INFORMATION: Begin

impl RemediationPlan {
    pub fn for_incident(incident: &Incident, now: DateTime<Utc>) -> Self {
        let kind = IncidentType::classify(incident);
        let template = kind.template();

        let mut immediate_actions = Vec::new();
        if incident.severity == Severity::Critical {
            immediate_actions.push("Page on-call team immediately".to_string());
            immediate_actions.push("Start incident war room/bridge".to_string());
        }
        immediate_actions.push("Acknowledge incident in monitoring system".to_string());
        immediate_actions.push("Begin impact assessment".to_string());

        let mut detailed_steps = Vec::new();
        let mut automation_scripts = BTreeMap::new();
        if let Some(template) = template {
            immediate_actions.extend(template.steps.iter().take(2).map(|s| s.to_string()));
            detailed_steps = template
                .steps
                .iter()
                .enumerate()
                .map(|(i, step)| detail_step(i + 1, step, template))
                .collect();
            let params = ScriptParams::for_incident(incident);
            automation_scripts = template
                .scripts
                .iter()
                .map(|(name, script)| (name.to_string(), params.render(script)))
                .collect();
        }

        Self {
            incident_id: incident.id.clone(),
            incident_type: kind,
            priority: template.map(|t| t.priority).unwrap_or(Severity::Medium),
            estimated_resolution_time: estimate_resolution_time(incident.severity, kind).to_string(),
            immediate_actions,
            detailed_steps,
            automation_scripts,
            rollback_plan: RollbackPlan::default(),
            verification_steps: strings(VERIFICATION_STEPS),
            monitoring_recommendations: strings(MONITORING_RECOMMENDATIONS),
            generated_at: now,
        }
    }
}

fn detail_step(number: usize, step: &str, template: &RemediationTemplate) -> PlanStep {
    let lower = step.to_lowercase();
    let script = |name: &str| template.script(name).unwrap_or_default();

    let commands: Vec<String> = if lower.contains("identify") || lower.contains("check") {
        script("diagnosis").split("; ").map(str::to_string).collect()
    } else if lower.contains("restart") {
        vec![script("mitigation").to_string()]
    } else if lower.contains("scale") {
        vec![script("scaling").to_string()]
    } else if lower.contains("clean") {
        vec![script("cleanup").to_string()]
    } else {
        Vec::new()
    };

    let (verification, rollback) = if lower.contains("restart") {
        ("systemctl is-active {service_name}", "Restart can be reversed by stopping service")
    } else if lower.contains("scale") {
        ("kubectl get pods | grep {deployment}", "Scale back to original replica count")
    } else if lower.contains("clean") {
        ("df -h", "Restore from backup if files were critical")
    } else {
        ("echo 'Manual verification required'", "Document changes for potential rollback")
    };

    PlanStep {
        step_number: number,
        description: step.to_string(),
        estimated_time: "5-10 minutes".to_string(),
        commands: commands
            .into_iter()
            .map(|c| c.trim().to_string())
            .filter(|c| !c.is_empty())
            .collect(),
        verification: verification.to_string(),
        rollback: rollback.to_string(),
    }
}

const KNOWN_SERVICES: &[&str] = &["nginx", "apache", "mysql", "postgresql", "redis", "docker"];

/// Values substituted into script templates.
struct ScriptParams {
    service_name: String,
    target: String,
}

INFORMATION: End

• [PROBLEM STATEMENT]: Using the listing above, state how many lines contain the string "lower". Give the number by itself.

• [SOLUTION TO THIS EXERCISE]: 8